A term first coined in 1975 by the noted research psychologist Mihaly Csikszentmihalyi,(2) flow(3) has garnered significant scholarly attention over the past forty years, informing multiple areas of inquiry, including psychology, sociology, education, sports and leisure, business, medicine, motivation theory, attention theory, and the visual and performing arts.(4) To be sure, music has been dubbed a “quintessential flow activity,”(5) and flow is now an important and relevant area of serious music education research.(6) For the astute choral conductor, then, this begs the following queries: What, if anything, can the choral conductor do to account for flow in rehearsals or performances? Is it possible to intervene in such a manner as to essentially create flow among our singers? And if so, how might we do it?

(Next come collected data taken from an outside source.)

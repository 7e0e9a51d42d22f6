/// Error type for the Slot module
#[derive(Debug, thiserror::Error)]
pub enum Error {
    /// The node was unreachable, timed out, or answered with something that is not a word
    #[error("Network error: {0}")]
    NetworkError(String),

    /// A slot or packed layout description was rejected before any request was made
    #[error("Invalid layout: {0}")]
    InvalidLayoutError(String),

    /// Generic internal error
    #[error("Internal error: {0}")]
    Eyre(#[from] eyre::Report),
}
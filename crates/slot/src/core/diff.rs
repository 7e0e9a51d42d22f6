use alloy::primitives::{Address, B256};
use serde::Serialize;
use std::time::Instant;
use tracing::{debug, info, warn};

use crate::{
    core::read_slot,
    error::Error,
    interfaces::DiffArgs,
    utils::{
        decode::serialize_checksummed,
        source::{RpcStorage, StorageSource},
    },
};

/// One slot read at two blocks.
#[derive(Debug, Clone, Copy, PartialEq, Eq, Serialize)]
pub struct SlotDiff {
    /// The storage key compared.
    pub slot: B256,
    /// The word at the first block.
    pub before: B256,
    /// The word at the second block.
    pub after: B256,
    /// Whether the two words differ.
    pub changed: bool,
}

/// A set of slots of one contract, compared between two blocks.
#[derive(Debug, Clone, PartialEq, Eq, Serialize)]
pub struct StorageDiff {
    /// The contract compared.
    #[serde(serialize_with = "serialize_checksummed")]
    pub address: Address,
    /// The block the "before" values were read at.
    pub from_block: u64,
    /// The block the "after" values were read at.
    pub to_block: u64,
    /// One entry per slot, in the order the slots were requested.
    pub slots: Vec<SlotDiff>,
}

impl StorageDiff {
    /// The slots whose value differs between the two blocks.
    pub fn changed(&self) -> impl Iterator<Item = &SlotDiff> {
        self.slots.iter().filter(|diff| diff.changed)
    }

    /// Logs the changed slots.
    pub fn display(&self) {
        info!("{} between blocks {} and {}", self.address, self.from_block, self.to_block);

        let mut changed = 0;
        for diff in self.changed() {
            info!("{}: {} -> {}", diff.slot, diff.before, diff.after);
            changed += 1;
        }
        info!("{} of {} slots changed", changed, self.slots.len());
    }
}

/// Reads every slot in `slots` at `block_a` and at `block_b`, one request at a time.
pub async fn diff_slots<S>(
    source: &S,
    address: Address,
    slots: &[B256],
    block_a: u64,
    block_b: u64,
) -> Result<StorageDiff, Error>
where
    S: StorageSource + ?Sized, {
    if block_a > block_b {
        warn!("comparing block {} against the earlier block {}", block_a, block_b);
    }

    let mut diffs = Vec::with_capacity(slots.len());
    for slot in slots {
        let before = read_slot(source, address, *slot, Some(block_a)).await?.raw_value;
        let after = read_slot(source, address, *slot, Some(block_b)).await?.raw_value;
        diffs.push(SlotDiff { slot: *slot, before, after, changed: before != after });
    }

    Ok(StorageDiff { address, from_block: block_a, to_block: block_b, slots: diffs })
}

/// Compares the slots named by `args` between `--from-block` and `--to-block`
pub async fn diff(args: DiffArgs) -> Result<StorageDiff, Error> {
    let start_time = Instant::now();
    let address = args.address()?;
    let slots = args.slot_keys()?;
    let source = RpcStorage::new(&args.rpc_url)?;

    let to_block = match args.to_block {
        Some(block) => block,
        None => source.latest_block().await?,
    };
    let result = diff_slots(&source, address, &slots, args.from_block, to_block).await?;

    debug!("storage diff of {} slots took {:?}", slots.len(), start_time.elapsed());
    Ok(result)
}

#[cfg(test)]
mod tests {
    use super::*;
    use crate::{
        core::tests::MemoryStorage,
        interfaces::DiffArgsBuilder,
        utils::derive::{namespaced_slot, EIP1967_IMPLEMENTATION_ID},
    };
    use alloy::primitives::address;
    use std::sync::atomic::Ordering;

    const PROXY: Address = address!("A0b86991c6218b36c1d19D4a2e9Eb0cE3606eB48");

    #[tokio::test]
    async fn test_detects_upgrade() {
        let implementation_slot = namespaced_slot(EIP1967_IMPLEMENTATION_ID);
        let old = address!("d8dA6BF26964aF9D7eEd9e03E53415D37aA96045");
        let new = address!("43506849D7C04F9138D1A2050bbF3A0c054402dd");

        let mut source = MemoryStorage::default();
        source.insert(PROXY, 100, implementation_slot, old.into_word());
        source.insert(PROXY, 200, implementation_slot, new.into_word());
        source.insert(PROXY, 100, B256::ZERO, B256::with_last_byte(1));
        source.insert(PROXY, 200, B256::ZERO, B256::with_last_byte(1));

        let result = diff_slots(&source, PROXY, &[B256::ZERO, implementation_slot], 100, 200)
            .await
            .expect("diff_slots() returned an error!");

        assert_eq!(result.slots.len(), 2);
        assert!(!result.slots[0].changed);
        assert!(result.slots[1].changed);
        assert_eq!(result.slots[1].before, old.into_word());
        assert_eq!(result.slots[1].after, new.into_word());
        assert_eq!(result.changed().count(), 1);
        assert_eq!(source.reads.load(Ordering::SeqCst), 4);
    }

    #[tokio::test]
    async fn test_same_block_never_changes() {
        let mut source = MemoryStorage::default();
        source.insert(PROXY, 5, B256::ZERO, B256::with_last_byte(9));

        let result =
            diff_slots(&source, PROXY, &[B256::ZERO], 5, 5).await.expect("diff_slots() failed");
        assert_eq!(result.changed().count(), 0);
    }

    #[tokio::test]
    async fn test_diff_json_address_is_checksummed() {
        let source = MemoryStorage::default();
        let result =
            diff_slots(&source, PROXY, &[B256::ZERO], 1, 2).await.expect("diff_slots() failed");
        let json = serde_json::to_value(&result).expect("serializable");

        assert_eq!(json["address"], "0xA0b86991c6218b36c1d19D4a2e9Eb0cE3606eB48");
        assert_eq!(json["slots"][0]["changed"], false);
    }

    #[tokio::test]
    async fn test_diff_requires_slots() {
        let args = DiffArgsBuilder::new()
            .target(PROXY.to_string())
            .rpc_url("http://127.0.0.1:1".to_string())
            .build()
            .expect("failed to build args");

        assert!(matches!(diff(args).await, Err(Error::InvalidLayoutError(_))));
    }
}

The purpose of this article is to assist with answering such questions by outlining one viable way in which to incorporate Csikszentmihalyi’s flow concept into the general perspective of the choral conductor. In light of the current literature, conductors can very likely set the conditions prone to foster flow in choral singers. This can be accomplished by way of applying the high challenge-skill balance “dimension” of flow to the conductor’s essential task of score study, which results in the analytical necessity of identifying “salient potential challenges.” This approach can serve as an example for other conductors to emulate and modify in their particular contexts so that our singers may indeed become so capably immersed in their music making that rehearsals seem to fly by.
Notes
1 For the seminal texts, see: Mihaly Csikszentmihalyi, Flow: The Psychology of Optimal Experience (New York: Harper and Row, 1990); and Mihaly Csikszentmihalyi, Finding Flow: The Psychology of Engagement with Everyday Life (New York: Basic Books, 1997).
2 Mihaly Csikszentmihalyi, Beyond Boredom and Anxiety: Experiencing Flow in Work and Play (San Francisco, Jossey-Bass, 1975).
3 Used interchangeably in the literature with the flow experience, flow theory, the flow concept, the flow model, flow state theory, etc.
4 See, for example: Mihaly Csikszentmihalyi and Isabella Selega Csikszentmihalyi, eds., Optimal Experience: Psychological Studies of Flow in Consciousness (New York: Cambridge University Press, 1988); and Jeanne Nakamura and Mihaly Csikszentmihalyi, “The Concept of Flow,” in Handbook of Positive Psychology, ed. C.R. Snyder and Shane J. Lopez (New York: Oxford University Press, 2002), 89-105.
5 Lori A. Custodero, “Seeking Challenge, Finding Skill: Flow Experience and Music Education,” Arts Education Policy Review 103, no. 3 (January/February 2002): 7.
6 Sarah Sinnamon, Aidan Moran, and Michael O’Connell, “Flow Among Musicians: Measuring Peak Experiences of Student Performers,” Journal of Research in Music Education 60, no. 1 (April 2012): 6-25.